[TASK INSTRUCTIONS] Narrow the data below down to the lines containing "InvalidFolioRange".

[Start of Attachment]

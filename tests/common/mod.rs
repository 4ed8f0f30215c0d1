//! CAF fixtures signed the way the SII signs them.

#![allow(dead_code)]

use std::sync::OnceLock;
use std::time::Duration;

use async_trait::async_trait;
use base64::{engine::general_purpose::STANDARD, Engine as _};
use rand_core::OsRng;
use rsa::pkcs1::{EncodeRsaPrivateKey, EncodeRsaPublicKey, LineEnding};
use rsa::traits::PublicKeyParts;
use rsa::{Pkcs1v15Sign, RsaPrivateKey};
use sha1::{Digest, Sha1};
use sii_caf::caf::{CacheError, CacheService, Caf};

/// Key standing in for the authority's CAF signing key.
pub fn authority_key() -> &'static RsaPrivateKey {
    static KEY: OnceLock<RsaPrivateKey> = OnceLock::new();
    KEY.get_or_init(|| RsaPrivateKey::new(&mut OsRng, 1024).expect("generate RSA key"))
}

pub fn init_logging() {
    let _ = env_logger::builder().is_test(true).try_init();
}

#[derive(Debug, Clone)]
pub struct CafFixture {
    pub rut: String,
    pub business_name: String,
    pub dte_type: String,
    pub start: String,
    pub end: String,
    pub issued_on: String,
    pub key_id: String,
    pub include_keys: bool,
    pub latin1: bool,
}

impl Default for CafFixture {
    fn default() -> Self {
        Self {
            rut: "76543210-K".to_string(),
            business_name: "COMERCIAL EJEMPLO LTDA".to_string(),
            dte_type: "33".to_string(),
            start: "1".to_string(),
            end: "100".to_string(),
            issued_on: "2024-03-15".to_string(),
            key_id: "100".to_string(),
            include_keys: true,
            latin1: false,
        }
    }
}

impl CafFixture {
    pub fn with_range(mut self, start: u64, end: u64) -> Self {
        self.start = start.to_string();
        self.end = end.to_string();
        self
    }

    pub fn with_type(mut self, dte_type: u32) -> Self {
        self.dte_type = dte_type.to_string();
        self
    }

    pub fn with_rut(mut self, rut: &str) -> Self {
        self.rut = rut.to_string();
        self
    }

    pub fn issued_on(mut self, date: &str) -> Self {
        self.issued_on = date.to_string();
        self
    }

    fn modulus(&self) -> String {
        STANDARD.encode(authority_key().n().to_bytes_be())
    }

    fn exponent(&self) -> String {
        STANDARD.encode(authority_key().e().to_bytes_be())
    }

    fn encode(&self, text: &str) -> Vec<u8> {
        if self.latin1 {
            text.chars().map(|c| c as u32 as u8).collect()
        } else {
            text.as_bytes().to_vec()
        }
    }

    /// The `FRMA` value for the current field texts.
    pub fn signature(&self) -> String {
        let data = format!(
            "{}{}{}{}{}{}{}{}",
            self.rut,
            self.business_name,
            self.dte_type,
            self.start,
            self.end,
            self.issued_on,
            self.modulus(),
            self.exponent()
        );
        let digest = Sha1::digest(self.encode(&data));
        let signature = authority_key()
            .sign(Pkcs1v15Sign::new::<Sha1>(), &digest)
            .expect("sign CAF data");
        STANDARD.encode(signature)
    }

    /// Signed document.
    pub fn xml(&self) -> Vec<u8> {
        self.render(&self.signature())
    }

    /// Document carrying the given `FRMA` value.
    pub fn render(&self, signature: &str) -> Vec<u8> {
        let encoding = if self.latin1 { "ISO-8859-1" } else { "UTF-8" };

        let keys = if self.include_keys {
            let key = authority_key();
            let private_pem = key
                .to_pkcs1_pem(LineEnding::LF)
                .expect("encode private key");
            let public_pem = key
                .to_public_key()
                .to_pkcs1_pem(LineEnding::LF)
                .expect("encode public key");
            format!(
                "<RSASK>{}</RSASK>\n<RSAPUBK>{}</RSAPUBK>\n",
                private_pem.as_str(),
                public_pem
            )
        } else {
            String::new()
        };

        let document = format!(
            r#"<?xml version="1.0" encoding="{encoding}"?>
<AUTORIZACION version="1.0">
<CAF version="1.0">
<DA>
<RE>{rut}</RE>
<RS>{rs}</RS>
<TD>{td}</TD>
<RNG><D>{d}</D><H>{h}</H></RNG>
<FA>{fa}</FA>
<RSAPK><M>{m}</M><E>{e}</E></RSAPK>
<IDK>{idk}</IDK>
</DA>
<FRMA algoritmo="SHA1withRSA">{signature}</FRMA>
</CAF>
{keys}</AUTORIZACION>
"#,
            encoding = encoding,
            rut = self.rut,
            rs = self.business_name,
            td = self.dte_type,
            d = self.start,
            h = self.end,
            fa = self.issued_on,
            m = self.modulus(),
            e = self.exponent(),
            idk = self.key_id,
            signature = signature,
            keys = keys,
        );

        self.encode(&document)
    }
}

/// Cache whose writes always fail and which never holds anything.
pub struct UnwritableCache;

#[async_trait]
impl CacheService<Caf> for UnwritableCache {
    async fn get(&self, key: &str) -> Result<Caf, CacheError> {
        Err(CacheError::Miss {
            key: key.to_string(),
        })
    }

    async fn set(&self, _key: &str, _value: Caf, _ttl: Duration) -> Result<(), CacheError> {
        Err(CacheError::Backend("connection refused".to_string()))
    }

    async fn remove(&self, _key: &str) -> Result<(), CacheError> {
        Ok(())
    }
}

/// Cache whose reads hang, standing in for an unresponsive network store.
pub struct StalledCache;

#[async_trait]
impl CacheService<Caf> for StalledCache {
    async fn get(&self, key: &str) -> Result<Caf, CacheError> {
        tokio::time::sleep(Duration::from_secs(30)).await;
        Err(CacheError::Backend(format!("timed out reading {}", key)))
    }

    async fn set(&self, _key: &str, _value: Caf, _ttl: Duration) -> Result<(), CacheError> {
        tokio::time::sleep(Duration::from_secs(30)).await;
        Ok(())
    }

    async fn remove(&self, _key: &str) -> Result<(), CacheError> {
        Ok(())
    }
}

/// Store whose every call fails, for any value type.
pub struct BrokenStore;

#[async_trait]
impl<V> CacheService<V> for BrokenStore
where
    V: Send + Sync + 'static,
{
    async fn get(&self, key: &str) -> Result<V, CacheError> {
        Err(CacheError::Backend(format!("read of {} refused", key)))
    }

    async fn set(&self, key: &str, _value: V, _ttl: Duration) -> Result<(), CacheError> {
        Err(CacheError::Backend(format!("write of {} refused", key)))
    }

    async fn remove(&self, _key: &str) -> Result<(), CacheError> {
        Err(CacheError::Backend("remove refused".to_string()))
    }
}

[End of Attachment]
[Start of Attachment]

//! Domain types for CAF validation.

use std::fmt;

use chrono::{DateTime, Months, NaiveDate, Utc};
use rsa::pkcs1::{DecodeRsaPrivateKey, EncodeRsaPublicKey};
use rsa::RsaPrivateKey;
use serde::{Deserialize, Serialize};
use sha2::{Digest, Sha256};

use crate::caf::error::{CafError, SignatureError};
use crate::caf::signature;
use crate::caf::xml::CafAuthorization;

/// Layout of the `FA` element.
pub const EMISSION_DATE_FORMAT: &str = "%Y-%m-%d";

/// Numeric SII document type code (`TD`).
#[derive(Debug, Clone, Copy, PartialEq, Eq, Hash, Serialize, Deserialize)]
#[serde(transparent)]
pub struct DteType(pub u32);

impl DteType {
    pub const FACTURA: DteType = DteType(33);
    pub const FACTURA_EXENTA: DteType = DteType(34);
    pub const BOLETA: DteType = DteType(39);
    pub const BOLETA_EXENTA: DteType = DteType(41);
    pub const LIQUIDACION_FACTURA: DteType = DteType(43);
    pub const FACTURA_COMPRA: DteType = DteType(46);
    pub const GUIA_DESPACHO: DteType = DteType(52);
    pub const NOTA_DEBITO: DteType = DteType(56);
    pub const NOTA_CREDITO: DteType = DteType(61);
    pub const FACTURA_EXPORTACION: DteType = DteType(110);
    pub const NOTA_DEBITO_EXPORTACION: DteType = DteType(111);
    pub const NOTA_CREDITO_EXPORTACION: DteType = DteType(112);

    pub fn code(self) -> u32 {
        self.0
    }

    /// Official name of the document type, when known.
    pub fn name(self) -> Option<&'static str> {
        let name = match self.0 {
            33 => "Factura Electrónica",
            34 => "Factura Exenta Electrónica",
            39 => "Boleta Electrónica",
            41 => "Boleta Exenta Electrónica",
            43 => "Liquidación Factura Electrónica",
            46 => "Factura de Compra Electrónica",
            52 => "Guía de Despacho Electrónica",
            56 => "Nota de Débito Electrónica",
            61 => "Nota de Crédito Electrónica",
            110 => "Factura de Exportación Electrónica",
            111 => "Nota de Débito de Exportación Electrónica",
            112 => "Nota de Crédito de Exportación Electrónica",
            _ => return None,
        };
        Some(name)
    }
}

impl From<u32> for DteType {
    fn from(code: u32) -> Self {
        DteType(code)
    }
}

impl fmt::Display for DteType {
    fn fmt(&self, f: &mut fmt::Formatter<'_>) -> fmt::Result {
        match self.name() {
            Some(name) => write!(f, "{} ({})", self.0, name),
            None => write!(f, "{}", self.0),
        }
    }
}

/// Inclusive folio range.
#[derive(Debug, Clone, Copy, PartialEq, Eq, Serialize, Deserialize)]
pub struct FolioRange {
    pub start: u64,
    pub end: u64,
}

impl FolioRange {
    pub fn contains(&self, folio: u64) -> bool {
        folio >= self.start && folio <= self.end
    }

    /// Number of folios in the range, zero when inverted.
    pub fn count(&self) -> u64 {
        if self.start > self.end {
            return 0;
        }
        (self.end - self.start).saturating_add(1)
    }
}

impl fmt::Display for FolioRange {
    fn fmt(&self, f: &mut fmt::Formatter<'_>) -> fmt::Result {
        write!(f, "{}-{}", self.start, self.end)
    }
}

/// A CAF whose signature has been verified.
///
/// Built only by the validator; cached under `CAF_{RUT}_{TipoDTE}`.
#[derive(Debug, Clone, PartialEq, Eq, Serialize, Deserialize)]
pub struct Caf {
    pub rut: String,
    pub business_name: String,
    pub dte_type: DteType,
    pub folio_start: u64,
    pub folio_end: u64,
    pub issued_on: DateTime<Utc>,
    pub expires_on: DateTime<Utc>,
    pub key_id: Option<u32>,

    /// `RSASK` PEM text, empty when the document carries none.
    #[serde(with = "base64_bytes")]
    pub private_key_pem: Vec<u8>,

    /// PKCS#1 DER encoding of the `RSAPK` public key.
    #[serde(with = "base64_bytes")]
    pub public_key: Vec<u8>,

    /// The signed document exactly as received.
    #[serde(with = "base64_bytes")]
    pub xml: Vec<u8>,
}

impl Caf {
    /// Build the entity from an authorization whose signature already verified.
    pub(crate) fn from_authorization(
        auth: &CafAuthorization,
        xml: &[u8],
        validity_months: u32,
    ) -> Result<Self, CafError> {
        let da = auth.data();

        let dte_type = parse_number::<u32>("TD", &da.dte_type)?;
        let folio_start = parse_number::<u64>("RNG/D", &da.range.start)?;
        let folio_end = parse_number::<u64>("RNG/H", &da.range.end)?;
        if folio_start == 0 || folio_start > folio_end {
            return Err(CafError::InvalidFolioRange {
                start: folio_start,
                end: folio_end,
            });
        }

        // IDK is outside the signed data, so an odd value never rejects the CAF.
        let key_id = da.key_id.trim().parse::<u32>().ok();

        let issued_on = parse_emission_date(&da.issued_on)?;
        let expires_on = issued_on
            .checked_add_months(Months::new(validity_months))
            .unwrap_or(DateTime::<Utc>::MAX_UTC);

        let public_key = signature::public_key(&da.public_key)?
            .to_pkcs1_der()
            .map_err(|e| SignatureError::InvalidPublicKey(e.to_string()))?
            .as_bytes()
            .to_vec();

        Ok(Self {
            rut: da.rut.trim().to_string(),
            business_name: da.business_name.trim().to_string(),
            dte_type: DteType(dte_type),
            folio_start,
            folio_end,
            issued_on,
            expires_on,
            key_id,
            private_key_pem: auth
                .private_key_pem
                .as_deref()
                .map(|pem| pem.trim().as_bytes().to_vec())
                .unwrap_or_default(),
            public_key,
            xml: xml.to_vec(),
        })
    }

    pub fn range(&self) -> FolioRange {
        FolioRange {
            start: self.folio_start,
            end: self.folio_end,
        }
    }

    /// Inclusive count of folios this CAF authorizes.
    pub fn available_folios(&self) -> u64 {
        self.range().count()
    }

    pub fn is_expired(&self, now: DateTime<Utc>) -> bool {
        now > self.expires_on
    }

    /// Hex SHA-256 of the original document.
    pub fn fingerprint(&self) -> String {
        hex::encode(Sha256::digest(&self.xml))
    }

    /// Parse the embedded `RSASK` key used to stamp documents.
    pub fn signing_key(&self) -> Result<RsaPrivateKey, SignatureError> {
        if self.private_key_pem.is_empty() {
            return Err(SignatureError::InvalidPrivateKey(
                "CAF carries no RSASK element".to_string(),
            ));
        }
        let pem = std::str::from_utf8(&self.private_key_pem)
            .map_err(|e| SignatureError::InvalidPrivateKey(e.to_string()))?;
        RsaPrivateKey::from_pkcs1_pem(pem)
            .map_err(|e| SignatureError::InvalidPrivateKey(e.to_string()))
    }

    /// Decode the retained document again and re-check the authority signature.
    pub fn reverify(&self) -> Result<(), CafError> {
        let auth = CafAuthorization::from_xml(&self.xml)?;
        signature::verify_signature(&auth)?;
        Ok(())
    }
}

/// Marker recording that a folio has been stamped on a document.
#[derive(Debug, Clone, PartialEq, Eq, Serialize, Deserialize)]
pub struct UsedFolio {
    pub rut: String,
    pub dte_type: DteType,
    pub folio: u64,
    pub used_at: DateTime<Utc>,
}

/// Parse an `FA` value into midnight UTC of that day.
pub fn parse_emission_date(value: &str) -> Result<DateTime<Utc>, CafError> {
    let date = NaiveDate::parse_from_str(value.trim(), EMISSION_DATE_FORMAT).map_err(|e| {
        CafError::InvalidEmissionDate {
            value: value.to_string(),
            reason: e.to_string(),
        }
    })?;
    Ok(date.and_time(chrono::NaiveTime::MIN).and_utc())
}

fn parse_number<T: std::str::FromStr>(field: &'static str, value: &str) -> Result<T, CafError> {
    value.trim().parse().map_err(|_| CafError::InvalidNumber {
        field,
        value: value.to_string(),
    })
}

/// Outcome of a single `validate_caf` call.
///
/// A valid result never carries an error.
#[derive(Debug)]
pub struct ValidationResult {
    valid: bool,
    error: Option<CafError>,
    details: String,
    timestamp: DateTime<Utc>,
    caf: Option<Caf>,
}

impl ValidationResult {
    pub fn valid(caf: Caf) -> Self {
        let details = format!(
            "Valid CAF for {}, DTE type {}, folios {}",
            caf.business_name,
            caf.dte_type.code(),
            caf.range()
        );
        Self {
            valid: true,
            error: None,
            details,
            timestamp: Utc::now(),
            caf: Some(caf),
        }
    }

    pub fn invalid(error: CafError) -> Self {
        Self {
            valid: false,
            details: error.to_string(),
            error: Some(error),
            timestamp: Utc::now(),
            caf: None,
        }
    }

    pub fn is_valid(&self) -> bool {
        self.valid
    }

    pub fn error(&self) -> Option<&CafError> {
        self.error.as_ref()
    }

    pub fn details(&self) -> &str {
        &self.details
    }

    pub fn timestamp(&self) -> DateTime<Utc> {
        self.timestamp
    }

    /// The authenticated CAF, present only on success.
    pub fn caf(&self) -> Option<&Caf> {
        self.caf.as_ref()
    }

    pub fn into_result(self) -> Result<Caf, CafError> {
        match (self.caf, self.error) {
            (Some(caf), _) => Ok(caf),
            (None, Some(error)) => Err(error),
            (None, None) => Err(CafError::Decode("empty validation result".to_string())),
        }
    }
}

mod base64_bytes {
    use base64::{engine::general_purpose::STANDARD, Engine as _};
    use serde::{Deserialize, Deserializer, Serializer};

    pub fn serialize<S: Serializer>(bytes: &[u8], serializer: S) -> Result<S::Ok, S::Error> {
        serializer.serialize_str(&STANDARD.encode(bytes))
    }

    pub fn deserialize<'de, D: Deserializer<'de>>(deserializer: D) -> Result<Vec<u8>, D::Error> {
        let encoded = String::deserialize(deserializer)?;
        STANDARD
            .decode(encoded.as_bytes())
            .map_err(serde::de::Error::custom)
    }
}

[End of Attachment]
[Start of Attachment]

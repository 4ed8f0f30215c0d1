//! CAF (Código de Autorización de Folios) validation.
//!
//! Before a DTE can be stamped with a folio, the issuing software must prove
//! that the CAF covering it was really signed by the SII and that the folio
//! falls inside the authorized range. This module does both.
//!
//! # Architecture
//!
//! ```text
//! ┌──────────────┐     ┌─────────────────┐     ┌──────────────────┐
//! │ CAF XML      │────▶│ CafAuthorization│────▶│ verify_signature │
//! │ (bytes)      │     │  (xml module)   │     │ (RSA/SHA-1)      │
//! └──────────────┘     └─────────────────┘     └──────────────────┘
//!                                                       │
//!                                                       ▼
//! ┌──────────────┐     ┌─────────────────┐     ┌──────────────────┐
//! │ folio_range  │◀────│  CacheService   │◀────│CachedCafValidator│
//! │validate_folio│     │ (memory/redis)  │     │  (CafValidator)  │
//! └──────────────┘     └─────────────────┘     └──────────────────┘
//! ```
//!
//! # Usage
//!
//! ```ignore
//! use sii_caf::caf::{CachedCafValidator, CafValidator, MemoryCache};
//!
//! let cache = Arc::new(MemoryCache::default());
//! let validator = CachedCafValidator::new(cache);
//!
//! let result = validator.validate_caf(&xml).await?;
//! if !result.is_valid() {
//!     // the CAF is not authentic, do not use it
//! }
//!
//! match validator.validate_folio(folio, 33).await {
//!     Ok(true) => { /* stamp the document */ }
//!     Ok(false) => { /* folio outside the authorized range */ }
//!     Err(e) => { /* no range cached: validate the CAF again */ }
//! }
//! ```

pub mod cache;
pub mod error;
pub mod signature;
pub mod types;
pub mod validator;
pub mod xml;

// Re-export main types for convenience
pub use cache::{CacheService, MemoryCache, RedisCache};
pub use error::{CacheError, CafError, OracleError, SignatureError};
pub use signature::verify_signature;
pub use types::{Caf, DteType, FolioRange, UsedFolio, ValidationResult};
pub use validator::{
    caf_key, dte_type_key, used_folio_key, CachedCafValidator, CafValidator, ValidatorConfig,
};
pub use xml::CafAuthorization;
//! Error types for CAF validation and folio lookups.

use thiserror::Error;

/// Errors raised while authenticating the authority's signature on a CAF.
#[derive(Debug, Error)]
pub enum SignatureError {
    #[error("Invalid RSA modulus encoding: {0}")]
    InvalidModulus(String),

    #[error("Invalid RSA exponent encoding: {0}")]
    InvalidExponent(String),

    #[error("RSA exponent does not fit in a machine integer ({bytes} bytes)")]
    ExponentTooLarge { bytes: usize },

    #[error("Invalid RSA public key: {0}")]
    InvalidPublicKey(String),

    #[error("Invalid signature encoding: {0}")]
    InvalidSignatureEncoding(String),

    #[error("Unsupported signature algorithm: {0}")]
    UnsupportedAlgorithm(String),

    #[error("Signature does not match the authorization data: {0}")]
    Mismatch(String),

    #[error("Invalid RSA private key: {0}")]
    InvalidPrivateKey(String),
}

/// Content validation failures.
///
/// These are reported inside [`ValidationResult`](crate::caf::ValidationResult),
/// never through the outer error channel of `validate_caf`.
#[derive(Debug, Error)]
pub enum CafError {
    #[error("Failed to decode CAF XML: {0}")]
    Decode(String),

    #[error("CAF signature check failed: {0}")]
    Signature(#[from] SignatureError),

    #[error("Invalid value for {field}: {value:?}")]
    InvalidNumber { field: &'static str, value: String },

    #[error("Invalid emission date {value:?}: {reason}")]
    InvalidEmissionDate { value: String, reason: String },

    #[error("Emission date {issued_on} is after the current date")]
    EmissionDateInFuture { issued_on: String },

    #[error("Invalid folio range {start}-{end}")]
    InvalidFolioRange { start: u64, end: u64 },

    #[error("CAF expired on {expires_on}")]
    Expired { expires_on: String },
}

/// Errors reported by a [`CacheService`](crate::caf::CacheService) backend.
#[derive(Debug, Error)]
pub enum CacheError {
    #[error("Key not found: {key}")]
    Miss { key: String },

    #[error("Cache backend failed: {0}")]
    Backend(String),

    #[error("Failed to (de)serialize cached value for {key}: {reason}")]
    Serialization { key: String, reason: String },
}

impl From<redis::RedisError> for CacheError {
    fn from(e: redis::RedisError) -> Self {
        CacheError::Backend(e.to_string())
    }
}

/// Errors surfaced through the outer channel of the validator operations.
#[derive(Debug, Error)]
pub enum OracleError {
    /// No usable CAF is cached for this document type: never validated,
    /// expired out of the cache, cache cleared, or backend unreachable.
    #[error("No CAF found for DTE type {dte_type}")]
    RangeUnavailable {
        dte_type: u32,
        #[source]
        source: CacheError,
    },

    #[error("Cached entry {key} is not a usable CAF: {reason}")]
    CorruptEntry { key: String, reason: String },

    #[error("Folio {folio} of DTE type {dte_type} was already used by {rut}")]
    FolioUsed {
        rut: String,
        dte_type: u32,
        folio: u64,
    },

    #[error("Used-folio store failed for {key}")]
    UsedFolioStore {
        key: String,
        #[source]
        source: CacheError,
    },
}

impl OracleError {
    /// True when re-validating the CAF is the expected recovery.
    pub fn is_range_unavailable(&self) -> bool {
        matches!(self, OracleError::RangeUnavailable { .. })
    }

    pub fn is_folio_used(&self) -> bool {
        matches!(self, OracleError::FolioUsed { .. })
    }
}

[End of Attachment]

[RESPONSE AREA]
            return Err(CafError::InvalidFolioRange {
    InvalidFolioRange { start: u64, end: u64 },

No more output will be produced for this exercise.